(Dataset entries)
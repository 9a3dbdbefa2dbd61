//! Typed fallback interface
//!
//! A [`Fallback`] is the alternate code path run when a primary operation (or
//! an unavailable service) would otherwise fail the caller. Its own errors are
//! never surfaced: callers log them and re-raise the primary cause.

use async_trait::async_trait;
use std::future::Future;

/// Alternate code path producing a `T`
#[async_trait]
pub trait Fallback<T>: Send + Sync {
    /// Produce the fallback value
    async fn call(&self) -> anyhow::Result<T>;
}

/// [`Fallback`] backed by an async closure
#[derive(Debug, Clone)]
pub struct FnFallback<F>(F);

#[async_trait]
impl<T, F, Fut> Fallback<T> for FnFallback<F>
where
    T: Send + 'static,
    F: Fn() -> Fut + Send + Sync,
    Fut: Future<Output = anyhow::Result<T>> + Send + 'static,
{
    async fn call(&self) -> anyhow::Result<T> {
        (self.0)().await
    }
}

/// Wrap an async closure as a [`Fallback`]
#[inline]
#[must_use]
pub fn fallback_fn<F>(f: F) -> FnFallback<F> {
    FnFallback(f)
}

### Activity
Write every entry out again. Keep each one exact.

### Task response
repository 9a3dbdbefa2dbd61
//! Typed fallback interface
//!
//! A [`Fallback`] is the alternate code path run when a primary operation (or
//! an unavailable service) would otherwise fail the caller. Its own errors are
//! never surfaced: callers log them and re-raise the primary cause.

use async_trait::async_trait;
use std::future::Future;

/// Alternate code path producing a `T`
#[async_trait]
pub trait Fallback<T>: Send + Sync {
    /// Produce the fallback value
    async fn call(&self) -> anyhow::Result<T>;
}

/// [`Fallback`] backed by an async closure
#[derive(Debug, Clone)]
pub struct FnFallback<F>(F);

#[async_trait]
impl<T, F, Fut> Fallback<T> for FnFallback<F>
where
    T: Send + 'static,
    F: Fn() -> Fut + Send + Sync,
    Fut: Future<Output = anyhow::Result<T>> + Send + 'static,
{
    async fn call(&self) -> anyhow::Result<T> {
        (self.0)().await
    }
}

/// Wrap an async closure as a [`Fallback`]
#[inline]
#[must_use]
pub fn fallback_fn<F>(f: F) -> FnFallback<F> {
    FnFallback(f)
}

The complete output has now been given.